Presently Alice ran down the passage. Kathleen waited until her footsteps had died away, and then she descended from the oak-tree. She flew as fast as she could the long way to the railway station.
“Alice can’t think that I want to go by train,” thought Kathleen.
Now she was truly a very swift runner, but as she was running to-night, whom should she meet but Mrs. Hopkins. Mrs. Hopkins was on her way home after doing a little shopping on her own account. She saw Kathleen, observed her panting for breath, and stood directly in her path.
“Miss O’Hara,” she said, “can I speak to you for a moment? It is something very particular indeed. I am very thankful I happened to meet you.”
“I will see you to-morrow—to-morrow,” panted Kathleen. “I am in a great hurry. To-morrow, Mrs. Hopkins.”

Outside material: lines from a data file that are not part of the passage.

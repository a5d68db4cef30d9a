//! Embedding text construction
//!
//! A chunk's *embedding text* is what actually goes to the model: symbol
//! name, chunk kind, content and the first three imports joined by spaces.
//! The cache fingerprint is the SHA-256 of that text, so two chunks with
//! the same embedding text share one cache entry even across files.

use sha2::{Digest, Sha256};

use cortex_core::CodeChunk;

/// Imports included in the embedding text.
const IMPORT_CONTEXT: usize = 3;

/// Build the embedding text for a chunk.
pub fn embedding_text(chunk: &CodeChunk) -> String {
    let mut parts: Vec<&str> = Vec::with_capacity(3 + IMPORT_CONTEXT);
    if let Some(symbol) = &chunk.symbol_name {
        parts.push(symbol);
    }
    parts.push(chunk.kind.as_str());
    parts.push(&chunk.content);
    for import in chunk.imports.iter().take(IMPORT_CONTEXT) {
        parts.push(import);
    }
    parts.join(" ")
}

/// SHA-256 hex fingerprint of an embedding text.
pub fn fingerprint(text: &str) -> String {
    let mut hasher = Sha256::new();
    hasher.update(text.as_bytes());
    format!("{:x}", hasher.finalize())
}

/// Fingerprint of a chunk's embedding text.
pub fn chunk_fingerprint(chunk: &CodeChunk) -> String {
    fingerprint(&embedding_text(chunk))
}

“No, Miss O’Hara; it ought to be to-night. You are going to the railway station, aren’t you, miss?”
Kathleen felt inclined to knock that interfering woman down. She darted to one side of the road.
“Oh, let me pass!” she said. She was shaking with her quick run. She knew the moments were flying; already she heard the bell at the station ring. The train for London was signaled; she had not an instant to lose.
“Don’t—don’t keep me,” she said.
“But you mustn’t go, miss; it would be madness—wicked. You musn’t; you daren’t.”
Kathleen pushed past her. This time Mrs. Hopkins had no power to stop her. She rushed on, reached the station, flew up the steps, and found herself on the platform just as the train was coming in.
Instead of the forty girls she expected to meet, she saw not more than about half-a-dozen. They all crowded up to her at once.
“I have got your ticket for you,” said Susy. “I was just able to screw out the money to get one for you and myself. Here’s the train; let us hop in at once.”
“But where are all the others—the forty?” gasped Kathleen.
“They funked it, almost all of them. Oh! come along; here’s the train.”
The great train thundered into the station. The girls ran wildly looking for a third-class carriage. At last they found one and tumbled into it; the door was slammed, and they were off. Kathleen wondered—she was not sure, but she wondered—if she really did see, or if it was only a dream, a pair of brown eyes looking at her from the station, and the severe young figure and shocked face of Alice Tennant.
“It must have been a dream; she could not have guessed that I was going to the station. What a good thing she didn’t meet Mrs. Hopkins!” thought Kathleen. Then she turned to her companions—to the six girls who had decided to brave all the terrors of their expedition. They were Susy Hopkins, Kate Rourke, Clara Sawyer, Rosy Myers, Janey Ford, and Mary Wilkins.